Tagged as: Breaking up, Dating, Faded love, Troubled relationships, Trust issues<< Previous question   Next question >>
Question - (4 May 2016) 14 Answers - (Newest, 10 May 2016)
A male United States age 51-59, anonymous writes:

My question is: Should I continue to be the one who calls first after a fight or should I potentially let the relationship end?

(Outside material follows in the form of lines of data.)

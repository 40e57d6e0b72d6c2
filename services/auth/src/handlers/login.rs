use axum::Json;
use axum::extract::State;
use axum::response::IntoResponse;
use serde::{Deserialize, Serialize};

use crate::domain::types::LOGIN_IP_POLICY;
use crate::error::AuthServiceError;
use crate::handlers::{ApiResponse, ClientIp, enforce_rate_limit};
use crate::state::AppState;
use crate::usecase::login::{LoginInput, LoginUseCase};

#[derive(Debug, Deserialize)]
pub struct LoginBody {
    #[serde(default)]
    pub email: String,
    #[serde(default)]
    pub password: String,
}

#[derive(Debug, Serialize)]
pub struct LoginData {
    pub email: String,
}

/// `POST /auth/login` — step one of the two-factor login. On success only a
/// verification code is mailed; tokens come from `/auth/verify-otp`.
pub async fn login(
    State(state): State<AppState>,
    ClientIp(ip): ClientIp,
    Json(body): Json<LoginBody>,
) -> Result<impl IntoResponse, AuthServiceError> {
    enforce_rate_limit(&state.rate_limiter, format!("login_{ip}"), LOGIN_IP_POLICY).await?;

    let usecase = LoginUseCase {
        admins: state.admin_repo(),
        otps: state.otp_repo(),
        mailer: state.mailer.clone(),
    };
    let output = usecase
        .execute(LoginInput {
            email: body.email,
            password: body.password,
        })
        .await?;

    Ok(Json(ApiResponse::ok_with_message(
        "password accepted, check your email for the login code",
        LoginData {
            email: output.email,
        },
    )))
}
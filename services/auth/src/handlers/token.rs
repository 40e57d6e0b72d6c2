use axum::Json;
use axum::extract::State;
use axum::response::IntoResponse;
use axum_extra::extract::cookie::CookieJar;
use serde::{Deserialize, Serialize};

use leadgate_auth_types::cookie::{
    LG_REFRESH_TOKEN, clear_cookies, set_access_token_cookie,
};
use leadgate_auth_types::identity::Identity;

use crate::domain::repository::AdminRepository;
use crate::error::AuthServiceError;
use crate::handlers::{AdminProfile, ApiResponse};
use crate::state::AppState;
use crate::usecase::token::RefreshTokenUseCase;

#[derive(Debug, Deserialize, Default)]
pub struct RefreshTokenBody {
    #[serde(default)]
    pub refresh_token: Option<String>,
}

#[derive(Debug, Serialize)]
pub struct RefreshTokenData {
    pub admin: AdminProfile,
    pub access_token: String,
    pub access_token_exp: u64,
}

/// `POST /auth/refresh-token` — the refresh token is read from the cookie
/// when present, falling back to the request body for non-browser clients.
/// Only a new access token is minted; the refresh token stays as-is until
/// its own expiry.
pub async fn refresh_token(
    State(state): State<AppState>,
    jar: CookieJar,
    body: Option<Json<RefreshTokenBody>>,
) -> Result<impl IntoResponse, AuthServiceError> {
    let refresh_value = jar
        .get(LG_REFRESH_TOKEN)
        .map(|c| c.value().to_owned())
        .or_else(|| body.and_then(|Json(b)| b.refresh_token))
        .ok_or(AuthServiceError::InvalidToken)?;

    let usecase = RefreshTokenUseCase {
        admins: state.admin_repo(),
        access_secret: state.access_secret.clone(),
        refresh_secret: state.refresh_secret.clone(),
    };
    let output = usecase.execute(&refresh_value).await?;

    let jar = set_access_token_cookie(
        jar,
        output.access_token.clone(),
        state.cookie_domain.clone(),
    );

    Ok((
        jar,
        Json(ApiResponse::ok(RefreshTokenData {
            admin: AdminProfile::from(&output.admin),
            access_token: output.access_token,
            access_token_exp: output.access_token_exp,
        })),
    ))
}

/// `POST /auth/logout` — clears both token cookies. Stateless on the server
/// side, so it succeeds whether or not the caller was logged in.
pub async fn logout(State(state): State<AppState>, jar: CookieJar) -> impl IntoResponse {
    let jar = clear_cookies(jar, state.cookie_domain.clone());
    (jar, Json(ApiResponse::message_only("logged out")))
}

/// `GET /auth/me` — identity from the access-token cookie, profile from the
/// database so the response reflects the current account state rather than
/// whatever was baked into the token.
pub async fn me(
    State(state): State<AppState>,
    Identity(info): Identity,
) -> Result<impl IntoResponse, AuthServiceError> {
    let admin = state
        .admin_repo()
        .find_by_id(info.admin_id)
        .await?
        .ok_or(AuthServiceError::AdminNotFound)?;
    if !admin.is_active {
        return Err(AuthServiceError::AccountInactive);
    }

    Ok(Json(ApiResponse::ok(AdminProfile::from(&admin))))
}
/// Structural placeholder resolution (hydration phase 1).
///
/// Replaces every `Reference` with a copy of the target structure and
/// every `Include` with the parsed contents of the named resource.
/// `Evaluable` and `Quoted` pass through untouched. Postcondition: no
/// `Reference` or `Include` remains anywhere in the tree.
use thiserror::Error;

use crate::core::scope::{Scope, ScopeError};
use crate::schema::value::{Value, ValueError};

#[derive(Debug, Error)]
pub enum ResolveError {
    #[error(transparent)]
    Unresolved(#[from] ScopeError),
    #[error("circular reference chain: {0}")]
    CircularReference(String),
    #[error("circular include chain: {0}")]
    CircularInclude(String),
    #[error("include '{path}' failed: {reason}")]
    IncludeFailed { path: String, reason: String },
    #[error(transparent)]
    Value(#[from] ValueError),
}

/// Injected collaborator that fetches included resources. The core
/// never touches the filesystem directly.
pub trait IncludeLoader {
    fn load(&self, path: &str) -> Result<Value, ResolveError>;
}

/// Loader for specs that declare no includes.
pub struct NoIncludes;

impl IncludeLoader for NoIncludes {
    fn load(&self, path: &str) -> Result<Value, ResolveError> {
        Err(ResolveError::IncludeFailed {
            path: path.to_string(),
            reason: "no include loader configured".to_string(),
        })
    }
}

/// Filesystem loader rooted at a base directory. `.ron` files parse
/// into document trees; anything else loads as raw text.
pub struct FsIncludeLoader {
    base_dir: std::path::PathBuf,
}

impl FsIncludeLoader {
    pub fn new(base_dir: impl Into<std::path::PathBuf>) -> FsIncludeLoader {
        FsIncludeLoader {
            base_dir: base_dir.into(),
        }
    }
}

impl IncludeLoader for FsIncludeLoader {
    fn load(&self, path: &str) -> Result<Value, ResolveError> {
        let full = self.base_dir.join(path);
        let text = std::fs::read_to_string(&full).map_err(|e| ResolveError::IncludeFailed {
            path: path.to_string(),
            reason: e.to_string(),
        })?;
        if full.extension().and_then(|s| s.to_str()) == Some("ron") {
            Ok(Value::parse_ron(&text)?)
        } else {
            Ok(Value::Str(text))
        }
    }
}

/// In-memory loader, used by tests and embedded template packs.
#[derive(Default)]
pub struct MapIncludeLoader {
    entries: rustc_hash::FxHashMap<String, Value>,
}

impl MapIncludeLoader {
    pub fn new() -> MapIncludeLoader {
        MapIncludeLoader::default()
    }

    pub fn insert(&mut self, path: &str, value: Value) {
        self.entries.insert(path.to_string(), value);
    }
}

impl IncludeLoader for MapIncludeLoader {
    fn load(&self, path: &str) -> Result<Value, ResolveError> {
        self.entries
            .get(path)
            .cloned()
            .ok_or_else(|| ResolveError::IncludeFailed {
                path: path.to_string(),
                reason: "not found".to_string(),
            })
    }
}

/// Resolve all structural placeholders in `value`.
pub fn resolve_structural(
    value: &Value,
    scope: &Scope,
    loader: &dyn IncludeLoader,
) -> Result<Value, ResolveError> {
    let mut ref_chain = Vec::new();
    let mut include_chain = Vec::new();
    resolve_inner(value, scope, loader, &mut ref_chain, &mut include_chain)
}

fn resolve_inner(
    value: &Value,
    scope: &Scope,
    loader: &dyn IncludeLoader,
    ref_chain: &mut Vec<String>,
    include_chain: &mut Vec<String>,
) -> Result<Value, ResolveError> {
    match value {
        Value::Reference(path) => {
            if ref_chain.iter().any(|p| p == path) {
                let mut cycle = ref_chain.clone();
                cycle.push(path.clone());
                return Err(ResolveError::CircularReference(cycle.join(" -> ")));
            }
            // The target is copied, never shared; it may itself carry
            // further references.
            let target = scope.get_path(path)?.clone();
            ref_chain.push(path.clone());
            let resolved = resolve_inner(&target, scope, loader, ref_chain, include_chain);
            ref_chain.pop();
            resolved
        }
        Value::Include(path) => {
            if include_chain.iter().any(|p| p == path) {
                let mut cycle = include_chain.clone();
                cycle.push(path.clone());
                return Err(ResolveError::CircularInclude(cycle.join(" -> ")));
            }
            let loaded = loader.load(path)?;
            include_chain.push(path.clone());
            let resolved = resolve_inner(&loaded, scope, loader, ref_chain, include_chain);
            include_chain.pop();
            resolved
        }
        Value::Seq(items) => {
            let mut out = Vec::with_capacity(items.len());
            for item in items {
                out.push(resolve_inner(item, scope, loader, ref_chain, include_chain)?);
            }
            Ok(Value::Seq(out))
        }
        Value::Map(entries) => {
            let mut out = Vec::with_capacity(entries.len());
            for (k, v) in entries {
                out.push((
                    k.clone(),
                    resolve_inner(v, scope, loader, ref_chain, include_chain)?,
                ));
            }
            Ok(Value::Map(out))
        }
        // Deferred placeholders and scalars pass through unchanged.
        other => Ok(other.clone()),
    }
}

#[cfg(test)]
mod tests {
    use super::*;

    fn scope_with(entries: &[(&str, Value)]) -> Scope {
        let mut scope = Scope::named("spec");
        for (k, v) in entries {
            scope.set_local(k, v.clone());
        }
        scope
    }

    #[test]
    fn reference_replaced_by_copy() {
        let constants = Value::Map(vec![("high".to_string(), Value::Float(0.8))]);
        let scope = scope_with(&[("constants", constants)]);
        let tree = Value::Map(vec![(
            "permeability".to_string(),
            Value::Reference("constants.high".to_string()),
        )]);

        let resolved = resolve_structural(&tree, &scope, &NoIncludes).unwrap();
        assert_eq!(resolved.get("permeability"), Some(&Value::Float(0.8)));
        assert!(!resolved.has_structural_placeholder());
    }

    #[test]
    fn reference_target_may_itself_reference() {
        let scope = scope_with(&[
            ("a", Value::Reference("b".to_string())),
            ("b", Value::Int(7)),
        ]);
        let tree = Value::Reference("a".to_string());
        let resolved = resolve_structural(&tree, &scope, &NoIncludes).unwrap();
        assert_eq!(resolved, Value::Int(7));
    }

    #[test]
    fn circular_reference_names_cycle() {
        let scope = scope_with(&[
            ("a", Value::Reference("b".to_string())),
            ("b", Value::Reference("a".to_string())),
        ]);
        let tree = Value::Reference("a".to_string());
        let err = resolve_structural(&tree, &scope, &NoIncludes).unwrap_err();
        let msg = err.to_string();
        assert!(msg.contains("circular reference"));
        assert!(msg.contains("a -> b -> a"));
    }

    #[test]
    fn include_replaced_by_contents() {
        let mut loader = MapIncludeLoader::new();
        loader.insert(
            "shared/molecules.ron",
            Value::Map(vec![("ME1".to_string(), Value::map())]),
        );
        let scope = scope_with(&[]);
        let tree = Value::Map(vec![(
            "molecules".to_string(),
            Value::Include("shared/molecules.ron".to_string()),
        )]);

        let resolved = resolve_structural(&tree, &scope, &loader).unwrap();
        assert!(resolved.get_path("molecules.ME1").is_some());
    }

    #[test]
    fn circular_include_names_cycle() {
        let mut loader = MapIncludeLoader::new();
        loader.insert("a.ron", Value::Include("b.ron".to_string()));
        loader.insert("b.ron", Value::Include("a.ron".to_string()));
        let scope = scope_with(&[]);
        let tree = Value::Include("a.ron".to_string());

        let err = resolve_structural(&tree, &scope, &loader).unwrap_err();
        let msg = err.to_string();
        assert!(msg.contains("circular include"));
        assert!(msg.contains("a.ron -> b.ron -> a.ron"));
    }

    #[test]
    fn missing_include_is_an_error() {
        let scope = scope_with(&[]);
        let tree = Value::Include("nope.ron".to_string());
        assert!(matches!(
            resolve_structural(&tree, &scope, &MapIncludeLoader::new()),
            Err(ResolveError::IncludeFailed { .. })
        ));
    }

    #[test]
    fn deferred_placeholders_pass_through() {
        let scope = scope_with(&[]);
        let tree = Value::Map(vec![
            ("count".to_string(), Value::Evaluable("normal(5, 1)".to_string())),
            ("rate".to_string(), Value::Quoted("k * S".to_string())),
        ]);
        let resolved = resolve_structural(&tree, &scope, &NoIncludes).unwrap();
        assert_eq!(resolved, tree);
    }

    #[test]
    fn sibling_references_to_same_target_are_not_cyclic() {
        let scope = scope_with(&[("shared", Value::Int(1))]);
        let tree = Value::Seq(vec![
            Value::Reference("shared".to_string()),
            Value::Reference("shared".to_string()),
        ]);
        let resolved = resolve_structural(&tree, &scope, &NoIncludes).unwrap();
        assert_eq!(resolved, Value::Seq(vec![Value::Int(1), Value::Int(1)]));
    }
}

Now, for the background. I apologize, it's necessarily lengthy:

I have been in a relationship with my girlfriend for about 5 years. We have had our share of fights, some uglier than others. She is extremely hard-headed and actually just mean when she fights and it takes her a long time to cool down, it's just how she is, I have accepted that. On the other hand, I get worked up quickly but then cool off quickly and would much rather talk it out and pull back together rather than push each other away after a fight. Unfortunately, this is where we are different.

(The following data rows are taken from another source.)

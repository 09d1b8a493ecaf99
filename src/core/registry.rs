/// Template registry — explicit, injected store of template
/// definitions. Lookup flattens `extends:` chains so instantiation only
/// ever sees self-contained templates.
use rustc_hash::FxHashMap;
use thiserror::Error;

use crate::core::resolve::ResolveError;
use crate::schema::template::{Template, TemplateError};
use crate::schema::value::{Value, ValueError};

#[derive(Debug, Error)]
pub enum RegistryError {
    #[error("template '{name}' not found; available: [{available}]")]
    TemplateNotFound { name: String, available: String },
    #[error("circular extends chain: {0}")]
    CircularExtends(String),
    #[error(transparent)]
    Template(#[from] TemplateError),
    #[error(transparent)]
    Value(#[from] ValueError),
    #[error(transparent)]
    Resolve(#[from] ResolveError),
    #[error("template dir '{path}': {reason}")]
    LoadFailed { path: String, reason: String },
}

/// Raw template bodies keyed by name. Bodies stay as document trees
/// until lookup so `extends:` can deep-merge before parsing.
#[derive(Debug, Clone, Default)]
pub struct TemplateRegistry {
    bodies: FxHashMap<String, Value>,
}

impl TemplateRegistry {
    pub fn new() -> TemplateRegistry {
        TemplateRegistry::default()
    }

    pub fn register(&mut self, name: &str, body: Value) {
        self.bodies.insert(name.to_string(), body);
    }

    /// Register every entry of a `templates:` map from a spec document.
    pub fn register_from_doc(&mut self, doc: &Value) {
        if let Some(entries) = doc.as_map() {
            for (name, body) in entries {
                self.register(name, body.clone());
            }
        }
    }

    /// Load every `.ron` file under `dir` (recursively). The template
    /// name is the file path relative to `dir`, without the extension,
    /// so `primitives/base_cycle.ron` registers as
    /// `primitives/base_cycle`.
    pub fn load_from_dir(&mut self, dir: &std::path::Path) -> Result<(), RegistryError> {
        self.load_dir_inner(dir, "")
    }

    fn load_dir_inner(&mut self, dir: &std::path::Path, prefix: &str) -> Result<(), RegistryError> {
        let entries = std::fs::read_dir(dir).map_err(|e| RegistryError::LoadFailed {
            path: dir.display().to_string(),
            reason: e.to_string(),
        })?;
        for entry in entries {
            let entry = entry.map_err(|e| RegistryError::LoadFailed {
                path: dir.display().to_string(),
                reason: e.to_string(),
            })?;
            let path = entry.path();
            let stem = match path.file_stem().and_then(|s| s.to_str()) {
                Some(s) => s.to_string(),
                None => continue,
            };
            if path.is_dir() {
                let nested = format!("{}{}/", prefix, stem);
                self.load_dir_inner(&path, &nested)?;
            } else if path.extension().and_then(|s| s.to_str()) == Some("ron") {
                let text =
                    std::fs::read_to_string(&path).map_err(|e| RegistryError::LoadFailed {
                        path: path.display().to_string(),
                        reason: e.to_string(),
                    })?;
                let body = Value::parse_ron(&text)?;
                self.register(&format!("{}{}", prefix, stem), body);
            }
        }
        Ok(())
    }

    pub fn contains(&self, name: &str) -> bool {
        self.bodies.contains_key(name)
    }

    pub fn names(&self) -> Vec<String> {
        let mut names: Vec<String> = self.bodies.keys().cloned().collect();
        names.sort();
        names
    }

    /// Look up a template by name with its inheritance chain flattened.
    pub fn get(&self, name: &str) -> Result<Template, RegistryError> {
        let body = self.flattened_body(name, &mut Vec::new())?;
        let mut template = Template::parse(name, &body)?;
        // The chain is already merged in; nothing downstream should
        // chase it again.
        template.extends = None;
        Ok(template)
    }

    fn flattened_body(&self, name: &str, chain: &mut Vec<String>) -> Result<Value, RegistryError> {
        if chain.iter().any(|n| n == name) {
            let mut cycle = chain.clone();
            cycle.push(name.to_string());
            return Err(RegistryError::CircularExtends(cycle.join(" -> ")));
        }
        let body = self
            .bodies
            .get(name)
            .ok_or_else(|| RegistryError::TemplateNotFound {
                name: name.to_string(),
                available: self.names().join(", "),
            })?;
        match body.get("extends").and_then(Value::as_str) {
            Some(parent) => {
                chain.push(name.to_string());
                let base = self.flattened_body(&parent.to_string(), chain)?;
                chain.pop();
                Ok(Value::deep_merge(&base, body))
            }
            None => Ok(body.clone()),
        }
    }
}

During out relationship the fight patterns go like this: Something causes us to have a disagreement (whether it's something big or small doesn't matter, the pattern is the same). We argue. She says mean things (such as she doesn't like me anymore, I'm just like her ex husband who she hates) and gets sarcastic, feigns responsibility for the problem and threatens to break up, then hangs up or drives off or walks out of the room. I get angry that the pattern is repeating, scold her for being mean and uncaring, but then try to talk her back from acting like that. When the fight is my fault, I apologize, sincerely. When the fight is her fault, I tell her it doesn't matter what caused the fight, what matters is getting through it together. It almost always culminates with her hanging up on me (or leaving) and ignoring my calls or texts for hours or days. Then, I go over to her house to "fix" it and she tells me to leave, that she doesn't want our relationship anymore, that we're toxic, etc. However, I talk to her and eventually she cools down and apologizes for acting like she does and we end up "okay." It is always me who reaches out and tries to be the cooler head and save the relationship, she has never once been the first to reach out to repair the relationship after a fight, even when it's her fault.

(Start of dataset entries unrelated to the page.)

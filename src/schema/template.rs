/// Template model — parametric, composable, port-typed building blocks.
///
/// Templates are parsed out of resolved document trees and are
/// immutable once loaded. `extends:` inheritance is flattened by the
/// registry before instantiation ever sees a template.
use serde::{Deserialize, Serialize};
use thiserror::Error;

use super::value::Value;

#[derive(Debug, Error)]
pub enum TemplateError {
    #[error("invalid port spec '{spec}' at '{path}': expected 'type.direction'")]
    BadPortSpec { spec: String, path: String },
    #[error("invalid port direction '{direction}' at '{path}': must be 'in' or 'out'")]
    BadPortDirection { direction: String, path: String },
    #[error("template '{template}': {reason}")]
    BadStructure { template: String, reason: String },
}

#[derive(Debug, Clone, Copy, PartialEq, Eq, Serialize, Deserialize)]
pub enum PortDirection {
    In,
    Out,
}

/// A typed, directional connection point exposed for composition.
#[derive(Debug, Clone, PartialEq, Eq, Serialize, Deserialize)]
pub struct Port {
    pub port_type: String,
    pub direction: PortDirection,
}

impl Port {
    /// Parse a `"type.direction"` spec, e.g. `"energy.out"`.
    pub fn parse(spec: &str, path: &str) -> Result<Port, TemplateError> {
        let (port_type, direction) = spec.rsplit_once('.').ok_or_else(|| {
            TemplateError::BadPortSpec {
                spec: spec.to_string(),
                path: path.to_string(),
            }
        })?;
        let direction = match direction {
            "in" => PortDirection::In,
            "out" => PortDirection::Out,
            other => {
                return Err(TemplateError::BadPortDirection {
                    direction: other.to_string(),
                    path: path.to_string(),
                })
            }
        };
        Ok(Port {
            port_type: port_type.to_string(),
            direction,
        })
    }

    /// Ports connect when directions are complementary and types match;
    /// `any` matches every type. Direction is always enforced.
    pub fn compatible_with(&self, other: &Port) -> bool {
        if self.direction == other.direction {
            return false;
        }
        self.port_type == other.port_type
            || self.port_type == "any"
            || other.port_type == "any"
    }
}

/// One `requires:` clause of an interaction template: the species bound
/// to `role` must expose a port of `port_type`.
#[derive(Debug, Clone, PartialEq, Serialize, Deserialize)]
pub struct RequiresClause {
    pub role: String,
    pub port_type: String,
}

/// One `reactions:` entry of an interaction template. Either a fresh
/// reaction body, or a structural edit against an existing reaction of
/// a participating species.
#[derive(Debug, Clone, PartialEq, Serialize, Deserialize)]
pub struct ReactionModifier {
    pub name: String,
    /// Port path on a role to extend, e.g. `"producer.reactions.work"`.
    pub extends: Option<String>,
    pub adds_reactant: Vec<String>,
    pub adds_product: Vec<String>,
    /// Role whose namespace the edit applies in.
    pub in_role: Option<String>,
    /// Remaining body fields for fresh reactions.
    pub body: Value,
}

/// A named, parametric, reusable definition of molecules, reactions,
/// and ports. Interaction templates additionally carry `requires`,
/// `creates`, and reaction modifiers.
#[derive(Debug, Clone, PartialEq, Serialize, Deserialize)]
pub struct Template {
    pub name: String,
    pub extends: Option<String>,
    pub params: Vec<(String, Value)>,
    pub molecules: Vec<(String, Value)>,
    pub reactions: Vec<(String, Value)>,
    /// Port path (e.g. `"reactions.work"`) to port.
    pub ports: Vec<(String, Port)>,
    /// Raw nested instantiation block, expanded by the tree builder.
    pub instances: Vec<(String, Value)>,
    /// Template-level wiring edges: local port path to target port path.
    pub wiring: Vec<(String, String)>,
    pub requires: Vec<RequiresClause>,
    pub creates: Vec<(String, Value)>,
    pub modifiers: Vec<ReactionModifier>,
}

impl Template {
    /// Parse a template from a resolved document tree.
    pub fn parse(name: &str, data: &Value) -> Result<Template, TemplateError> {
        let entries = data.as_map().ok_or_else(|| TemplateError::BadStructure {
            template: name.to_string(),
            reason: "template body must be a map".to_string(),
        })?;

        let mut template = Template {
            name: name.to_string(),
            extends: None,
            params: Vec::new(),
            molecules: Vec::new(),
            reactions: Vec::new(),
            ports: Vec::new(),
            instances: Vec::new(),
            wiring: Vec::new(),
            requires: Vec::new(),
            creates: Vec::new(),
            modifiers: Vec::new(),
        };

        for (key, value) in entries {
            match key.as_str() {
                "extends" => {
                    template.extends = value.as_str().map(str::to_string);
                }
                "params" => {
                    template.params = map_entries(name, key, value)?;
                }
                "molecules" => {
                    template.molecules = map_entries(name, key, value)?;
                }
                "reactions" => {
                    template.reactions = map_entries(name, key, value)?;
                }
                "ports" => {
                    for (path, spec) in map_entries(name, key, value)? {
                        let spec_str =
                            spec.as_str().ok_or_else(|| TemplateError::BadPortSpec {
                                spec: format!("{:?}", spec),
                                path: path.clone(),
                            })?;
                        template.ports.push((path.clone(), Port::parse(spec_str, &path)?));
                    }
                }
                "instances" | "_instantiate_" => {
                    template.instances = map_entries(name, key, value)?;
                }
                "wiring" => {
                    for (from, to) in map_entries(name, key, value)? {
                        let to = to.as_str().ok_or_else(|| TemplateError::BadStructure {
                            template: name.to_string(),
                            reason: format!("wiring target for '{}' must be a string", from),
                        })?;
                        template.wiring.push((from, to.to_string()));
                    }
                }
                "requires" => {
                    template.requires = parse_requires(name, value)?;
                }
                "creates" => {
                    template.creates = map_entries(name, key, value)?;
                }
                _ => {
                    // Unknown sections are tolerated so template files can
                    // carry documentation keys.
                }
            }
        }

        // Interaction reaction entries with modifier keys are split out
        // so wiring can apply them as structural edits.
        let mut plain_reactions = Vec::new();
        for (rxn_name, body) in template.reactions.drain(..) {
            if body.get("extends").is_some()
                || body.get("adds_product").is_some()
                || body.get("adds_reactant").is_some()
                || body.get("in").is_some()
            {
                template
                    .modifiers
                    .push(parse_modifier(name, &rxn_name, &body)?);
            } else {
                plain_reactions.push((rxn_name, body));
            }
        }
        template.reactions = plain_reactions;

        Ok(template)
    }

    /// True if this template carries interaction-only sections.
    pub fn is_interaction(&self) -> bool {
        !self.requires.is_empty() || !self.creates.is_empty() || !self.modifiers.is_empty()
    }

    pub fn param_default(&self, name: &str) -> Option<&Value> {
        self.params.iter().find(|(k, _)| k == name).map(|(_, v)| v)
    }

    pub fn port_at(&self, path: &str) -> Option<&Port> {
        self.ports.iter().find(|(p, _)| p == path).map(|(_, port)| port)
    }
}

fn map_entries(
    template: &str,
    key: &str,
    value: &Value,
) -> Result<Vec<(String, Value)>, TemplateError> {
    value
        .as_map()
        .map(|entries| entries.to_vec())
        .ok_or_else(|| TemplateError::BadStructure {
            template: template.to_string(),
            reason: format!("'{}' must be a map", key),
        })
}

fn parse_requires(template: &str, value: &Value) -> Result<Vec<RequiresClause>, TemplateError> {
    let items = value.as_seq().ok_or_else(|| TemplateError::BadStructure {
        template: template.to_string(),
        reason: "'requires' must be a list".to_string(),
    })?;
    let mut clauses = Vec::with_capacity(items.len());
    for item in items {
        let role = item
            .get("role")
            .and_then(Value::as_str)
            .ok_or_else(|| TemplateError::BadStructure {
                template: template.to_string(),
                reason: "requires entry missing 'role'".to_string(),
            })?;
        let port_type = item
            .get("port")
            .and_then(Value::as_str)
            .ok_or_else(|| TemplateError::BadStructure {
                template: template.to_string(),
                reason: "requires entry missing 'port'".to_string(),
            })?;
        clauses.push(RequiresClause {
            role: role.to_string(),
            port_type: port_type.to_string(),
        });
    }
    Ok(clauses)
}

fn parse_modifier(
    template: &str,
    rxn_name: &str,
    body: &Value,
) -> Result<ReactionModifier, TemplateError> {
    let str_list = |key: &str| -> Result<Vec<String>, TemplateError> {
        match body.get(key) {
            None => Ok(Vec::new()),
            Some(Value::Seq(items)) => items
                .iter()
                .map(|v| {
                    v.as_str().map(str::to_string).ok_or_else(|| {
                        TemplateError::BadStructure {
                            template: template.to_string(),
                            reason: format!("'{}' entries must be strings", key),
                        }
                    })
                })
                .collect(),
            Some(_) => Err(TemplateError::BadStructure {
                template: template.to_string(),
                reason: format!("'{}' must be a list", key),
            }),
        }
    };

    let mut stripped = Vec::new();
    if let Some(entries) = body.as_map() {
        for (k, v) in entries {
            if !matches!(k.as_str(), "extends" | "adds_product" | "adds_reactant" | "in") {
                stripped.push((k.clone(), v.clone()));
            }
        }
    }

    Ok(ReactionModifier {
        name: rxn_name.to_string(),
        extends: body.get("extends").and_then(Value::as_str).map(str::to_string),
        adds_reactant: str_list("adds_reactant")?,
        adds_product: str_list("adds_product")?,
        in_role: body.get("in").and_then(Value::as_str).map(str::to_string),
        body: Value::Map(stripped),
    })
}

#[cfg(test)]
mod tests {
    use super::*;

    #[test]
    fn port_parse_and_compatibility() {
        let out = Port::parse("energy.out", "reactions.work").unwrap();
        let input = Port::parse("energy.in", "reactions.build").unwrap();
        let molecule_in = Port::parse("molecule.in", "molecules.food").unwrap();
        let any_in = Port::parse("any.in", "molecules.x").unwrap();

        assert!(out.compatible_with(&input));
        assert!(input.compatible_with(&out));
        assert!(!out.compatible_with(&molecule_in));
        assert!(!out.compatible_with(&out));
        assert!(out.compatible_with(&any_in));
    }

    #[test]
    fn port_parse_rejects_bad_specs() {
        assert!(matches!(
            Port::parse("energy", "p"),
            Err(TemplateError::BadPortSpec { .. })
        ));
        assert!(matches!(
            Port::parse("energy.sideways", "p"),
            Err(TemplateError::BadPortDirection { .. })
        ));
    }

    #[test]
    fn parse_basic_template() {
        let data = Value::parse_ron(
            r#"{
                "params": {"carrier_count": 3},
                "molecules": {"ME1": {"role": "energy"}},
                "reactions": {"work": {"reactants": ["ME1"], "products": []}},
                "ports": {"reactions.work": "energy.out"},
            }"#,
        )
        .unwrap();
        let t = Template::parse("energy_cycle", &data).unwrap();
        assert_eq!(t.name, "energy_cycle");
        assert_eq!(t.param_default("carrier_count"), Some(&Value::Int(3)));
        assert_eq!(t.molecules.len(), 1);
        assert_eq!(t.reactions.len(), 1);
        assert_eq!(
            t.port_at("reactions.work"),
            Some(&Port {
                port_type: "energy".to_string(),
                direction: PortDirection::Out
            })
        );
        assert!(!t.is_interaction());
    }

    #[test]
    fn parse_interaction_template() {
        let data = Value::parse_ron(
            r#"{
                "requires": [
                    {"role": "producer", "port": "waste_output"},
                    {"role": "consumer", "port": "nutrient_input"},
                ],
                "creates": {"shuttle": {"role": "carrier"}},
                "reactions": {
                    "feed": {
                        "extends": "producer.reactions.excrete",
                        "adds_product": ["shuttle"],
                        "in": "producer",
                    }
                },
            }"#,
        )
        .unwrap();
        let t = Template::parse("mutualism_waste_nutrient", &data).unwrap();
        assert!(t.is_interaction());
        assert_eq!(t.requires.len(), 2);
        assert_eq!(t.requires[0].role, "producer");
        assert_eq!(t.creates.len(), 1);
        assert_eq!(t.modifiers.len(), 1);
        assert_eq!(
            t.modifiers[0].extends.as_deref(),
            Some("producer.reactions.excrete")
        );
        assert_eq!(t.modifiers[0].adds_product, vec!["shuttle".to_string()]);
        assert!(t.reactions.is_empty());
    }

    #[test]
    fn extends_field_recorded() {
        let data = Value::parse_ron(r#"{"extends": "primitives/base_cycle"}"#).unwrap();
        let t = Template::parse("derived", &data).unwrap();
        assert_eq!(t.extends.as_deref(), Some("primitives/base_cycle"));
    }
}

Part of what has caused a lot of our problems is that we both work in fields that require some socializing with clients. Neither of us have ever liked that the other had to entertain clients, mainly because mine are female and hers are male (nothing inappropriate, just the nature of our careers). We are not "jealous" per se, but it's a fine line. We have argued about how far we go to entertain clients (i.e., is it just lunch, or some happy hour drinks, or do we have dinner with them, do we do it alone or with co-workers, etc.). Because of this, I have completely stopped one-on-one socializing with clients and now always do it with my business partners or associates so that I am not alone with female clients at any time.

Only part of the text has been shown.